Un’impressione di quello che poteva essere percorrere le strade stradine della Spina si può avere oggi percorrendo da Piazza Pia la via di Borgo Santo Spirito o la di via di Borgo Pio e poi via dei Corridori.

Piazza San Pietro

architettura GianLorenzo Bernini spazi urbani teatralità

GianLorenzo Bernini, vista aerea di piazza di San PIetro, 1656-1667
Bernini cominciò a lavorare alla sistemazione dell’attuale piazza San Pietro nell'estate del 1656, ricercando una soluzione che creasse uno stacco con i palazzi apostolici, armonizzasse l'insieme -pur contenendo le altezze per lasciar vedere bene la Loggia delle benedizioni- e offrisse ampi spazi in grado di garantire facilità di afflusso e deflusso dei fedeli e permettere lo svolgersi di funzioni e processioni. Nella primavera del 1657 il progetto già prevedeva una piazza di forma ovale con un portico colonnato e, per risolvere il problema delle proporzioni della facciata della basilica, inserì davanti alla chiesa, la cosiddetta piazza retta, di forma trapezoidale leggermente divergente verso la basilica. Tale leggera inclinazione dei due portici rettilinei permette una visione più equilibrata della facciata, e allontana l’osservatore garantendo la visibilità della cupola michelangiolesca. Il diametro della piazza ovale misura 240 metri, mentre complessivamente la lunghezza raggiunge 340 metri, circondata da un colonnato a quattro file costituito da 284 colonne e 88 pilastri. L'allineamento delle colonne degli emicicli è calcolato sui raggi di un'ellisse, il cui centro è indicato con una piastrella rotonda posta sul pavimento della piazza. Questa soluzione offre allo spettatore un particolare effetto dinamico-visivo: chi attraversa la piazza vede le colonne aggregarsi e staccarsi passando visivamente da spazi vuoti a pareti piene.

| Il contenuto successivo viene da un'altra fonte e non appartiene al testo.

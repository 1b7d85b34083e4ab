use std::ffi::OsString;
use std::fs;
use std::path::{Path, PathBuf};
use std::process::Command;

use super::{write_atomically, PatchError, Result};
use tempfile::NamedTempFile;

const PLUTIL_PROGRAM: &str = "plutil";

/// Storage of the archive header digest the OS checks before running the
/// application.
pub trait ManifestStore {
    fn read_hash(&self) -> Result<String>;
    fn write_hash(&self, digest: &str) -> Result<()>;
}

/// Reads and writes `ElectronAsarIntegrity` in an `Info.plist` through
/// `plutil`.
#[derive(Debug, Clone)]
pub struct PlistUtility {
    program: OsString,
    plist_path: PathBuf,
    key_path: String,
}

impl PlistUtility {
    pub fn new(plist_path: impl Into<PathBuf>) -> Self {
        Self::with_program(PLUTIL_PROGRAM, plist_path)
    }

    pub fn with_program(program: impl Into<OsString>, plist_path: impl Into<PathBuf>) -> Self {
        Self {
            program: program.into(),
            plist_path: plist_path.into(),
            key_path: integrity_key_path("Resources/app.asar"),
        }
    }

    fn run(&self, command: &mut Command) -> Result<String> {
        log::trace!("Running {:?}", command);
        let output = command.output().map_err(|e| {
            PatchError::ManifestError(format!(
                "failed to run '{}': {}",
                self.program.to_string_lossy(),
                e
            ))
        })?;
        if !output.status.success() {
            return Err(PatchError::ManifestError(format!(
                "'{}' exited with {}: {}",
                self.program.to_string_lossy(),
                output.status,
                String::from_utf8_lossy(&output.stderr).trim()
            )));
        }
        Ok(String::from_utf8_lossy(&output.stdout).trim().to_string())
    }
}

impl ManifestStore for PlistUtility {
    fn read_hash(&self) -> Result<String> {
        self.run(
            Command::new(&self.program)
                .arg("-extract")
                .arg(&self.key_path)
                .args(&["raw", "-o", "-"])
                .arg(&self.plist_path),
        )
    }

    /// Edits a copy of the plist, then moves it over the original.
    fn write_hash(&self, digest: &str) -> Result<()> {
        let parent_dir = self
            .plist_path
            .parent()
            .filter(|p| !p.as_os_str().is_empty())
            .unwrap_or_else(|| Path::new("."));
        let staging_file = NamedTempFile::new_in(parent_dir)?;
        fs::copy(&self.plist_path, staging_file.path())?;
        self.run(
            Command::new(&self.program)
                .arg("-replace")
                .arg(&self.key_path)
                .args(&["-string", digest])
                .arg(staging_file.path()),
        )?;
        let content = fs::read(staging_file.path())?;
        write_atomically(&self.plist_path, &content)
    }
}

/// Builds the `plutil` key path of an archive's integrity hash. Dots inside
/// the archive path are escaped so they are not read as separators.
fn integrity_key_path(archive_relative_path: &str) -> String {
    format!(
        "ElectronAsarIntegrity.{}.hash",
        archive_relative_path.replace('.', "\\.")
    )
}

#[cfg(test)]
mod tests {
    use super::*;
    use tempfile::tempdir;

    #[test]
    fn test_key_path() {
        let utility = PlistUtility::new("/tmp/Info.plist");
        assert_eq!(
            utility.key_path,
            "ElectronAsarIntegrity.Resources/app\\.asar.hash"
        );
        assert_eq!(
            integrity_key_path("Resources/other.app.asar"),
            "ElectronAsarIntegrity.Resources/other\\.app\\.asar.hash"
        );
    }

    #[test]
    fn test_missing_program() {
        let temp_dir = tempdir().unwrap();
        let plist_path = temp_dir.path().join("Info.plist");
        fs::write(&plist_path, b"<plist/>").unwrap();
        let utility = PlistUtility::with_program("reskin-no-such-utility", &plist_path);
        assert!(matches!(
            utility.read_hash().unwrap_err(),
            PatchError::ManifestError(_)
        ));
        assert!(matches!(
            utility.write_hash("abcd").unwrap_err(),
            PatchError::ManifestError(_)
        ));
        // The live manifest is left as is
        assert_eq!(fs::read(&plist_path).unwrap(), b"<plist/>".to_vec());
        assert_eq!(fs::read_dir(temp_dir.path()).unwrap().count(), 1);
    }

    #[cfg(unix)]
    #[test]
    fn test_failing_program() {
        let temp_dir = tempdir().unwrap();
        let plist_path = temp_dir.path().join("Info.plist");
        fs::write(&plist_path, b"<plist/>").unwrap();
        let utility = PlistUtility::with_program("false", &plist_path);
        match utility.read_hash().unwrap_err() {
            PatchError::ManifestError(msg) => assert!(msg.contains("'false' exited")),
            e => panic!("unexpected error: {}", e),
        }
    }
}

Al centro è l’obelisco Vaticano, proveniente da Alessandria d’Egitto, che Caligola pose nel cosiddetto Circo di Nerone (37 a.C.) e il cui posizionamento durò dall’aprile al settembre del 1586.

L’originaria idea di sorpresa voluta da Bernini, in base alla quale i pellegrini potevano vedere la piazza giungendo da una serie di vicoli, venne letteralmente distrutta da Benito Mussolini con l’eliminazione della spina di Borgo e la creazione di via della Conciliazione.